*Task statement:* All of the entries below should be copied exactly as they appear.
Data for review section start
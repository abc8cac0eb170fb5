//! evq-api - Event questionnaire submission service
//!
//! Accepts questionnaire submissions for events, validates them against the
//! admin-configured question catalog, derives the event's classification
//! tier, and records the answers.

use anyhow::Result;
use clap::Parser;
use evq_api::{build_router, AppState};
use evq_api::questionnaire::SubmissionService;
use evq_api::repo::{SqliteCatalog, SqliteEventStore, SqliteSubmissionStore};
use evq_common::config::{self, CatalogFile};
use evq_common::db::{apply_catalog, init_database};
use std::path::PathBuf;
use std::sync::Arc;
use tracing::{info, warn};

#[derive(Debug, Parser)]
#[command(name = "evq-api", about = "Event questionnaire submission service")]
struct Args {
    /// Root folder holding the database and catalog file
    #[arg(long)]
    root_folder: Option<String>,

    /// Classification catalog file (defaults to <root>/catalog.toml)
    #[arg(long)]
    catalog: Option<PathBuf>,

    /// HTTP listen port
    #[arg(long, env = "EVQ_PORT", default_value_t = config::DEFAULT_PORT)]
    port: u16,
}

#[tokio::main]
async fn main() -> Result<()> {
    // Initialize tracing subscriber
    tracing_subscriber::fmt()
        .with_env_filter(
            tracing_subscriber::EnvFilter::from_default_env()
                .add_directive(tracing::Level::INFO.into()),
        )
        .init();

    let args = Args::parse();

    info!(
        "Starting Event Questionnaire service (evq-api) v{}",
        env!("CARGO_PKG_VERSION")
    );

    let root_folder = config::resolve_root_folder(args.root_folder.as_deref(), "EVQ_ROOT_FOLDER");
    std::fs::create_dir_all(&root_folder)?;

    let db_path = config::database_path(&root_folder);
    info!("Database path: {}", db_path.display());
    let pool = init_database(&db_path).await?;

    // Catalog file is the source of truth for tiers and questions
    let catalog_path = args
        .catalog
        .unwrap_or_else(|| root_folder.join(config::CATALOG_FILE));
    if catalog_path.exists() {
        let catalog = CatalogFile::load(&catalog_path)?;
        apply_catalog(&pool, &catalog).await?;
    } else {
        warn!(
            "No catalog file at {}; serving with the catalog already in the database",
            catalog_path.display()
        );
    }

    let events = Arc::new(SqliteEventStore::new(pool.clone()));
    let catalog = Arc::new(SqliteCatalog::new(pool.clone()));
    let store = Arc::new(SqliteSubmissionStore::new(pool));
    let service = Arc::new(SubmissionService::new(
        events,
        catalog.clone(),
        catalog,
        store,
    ));

    let state = AppState::new(service);
    let app = build_router(state);

    let listener = tokio::net::TcpListener::bind(("127.0.0.1", args.port)).await?;
    info!("evq-api listening on http://127.0.0.1:{}", args.port);
    info!("Health check: http://127.0.0.1:{}/health", args.port);

    axum::serve(listener, app).await?;

    Ok(())
}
Data for review section end
*Solution:*
repository abc8cac0eb170fb5
//! evq-api - Event questionnaire submission service
//!
//! Accepts questionnaire submissions for events, validates them against the
//! admin-configured question catalog, derives the event's classification
//! tier, and records the answers.

use anyhow::Result;
use clap::Parser;
use evq_api::{build_router, AppState};
use evq_api::questionnaire::SubmissionService;
use evq_api::repo::{SqliteCatalog, SqliteEventStore, SqliteSubmissionStore};
use evq_common::config::{self, CatalogFile};
use evq_common::db::{apply_catalog, init_database};
use std::path::PathBuf;
use std::sync::Arc;
use tracing::{info, warn};

#[derive(Debug, Parser)]
#[command(name = "evq-api", about = "Event questionnaire submission service")]
struct Args {
    /// Root folder holding the database and catalog file
    #[arg(long)]
    root_folder: Option<String>,

    /// Classification catalog file (defaults to <root>/catalog.toml)
    #[arg(long)]
    catalog: Option<PathBuf>,

    /// HTTP listen port
    #[arg(long, env = "EVQ_PORT", default_value_t = config::DEFAULT_PORT)]
    port: u16,
}

#[tokio::main]
async fn main() -> Result<()> {
    // Initialize tracing subscriber
    tracing_subscriber::fmt()
        .with_env_filter(
            tracing_subscriber::EnvFilter::from_default_env()
                .add_directive(tracing::Level::INFO.into()),
        )
        .init();

    let args = Args::parse();

    info!(
        "Starting Event Questionnaire service (evq-api) v{}",
        env!("CARGO_PKG_VERSION")
    );

    let root_folder = config::resolve_root_folder(args.root_folder.as_deref(), "EVQ_ROOT_FOLDER");
    std::fs::create_dir_all(&root_folder)?;

    let db_path = config::database_path(&root_folder);
    info!("Database path: {}", db_path.display());
    let pool = init_database(&db_path).await?;

    // Catalog file is the source of truth for tiers and questions
    let catalog_path = args
        .catalog
        .unwrap_or_else(|| root_folder.join(config::CATALOG_FILE));
    if catalog_path.exists() {
        let catalog = CatalogFile::load(&catalog_path)?;
        apply_catalog(&pool, &catalog).await?;
    } else {
        warn!(
            "No catalog file at {}; serving with the catalog already in the database",
            catalog_path.display()
        );
    }

    let events = Arc::new(SqliteEventStore::new(pool.clone()));
    let catalog = Arc::new(SqliteCatalog::new(pool.clone()));
    let store = Arc::new(SqliteSubmissionStore::new(pool));
    let service = Arc::new(SubmissionService::new(
        events,
        catalog.clone(),
        catalog,
        store,
    ));

    let state = AppState::new(service);
    let app = build_router(state);

    let listener = tokio::net::TcpListener::bind(("127.0.0.1", args.port)).await?;
    info!("evq-api listening on http://127.0.0.1:{}", args.port);
    info!("Health check: http://127.0.0.1:{}/health", args.port);

    axum::serve(listener, app).await?;

    Ok(())
}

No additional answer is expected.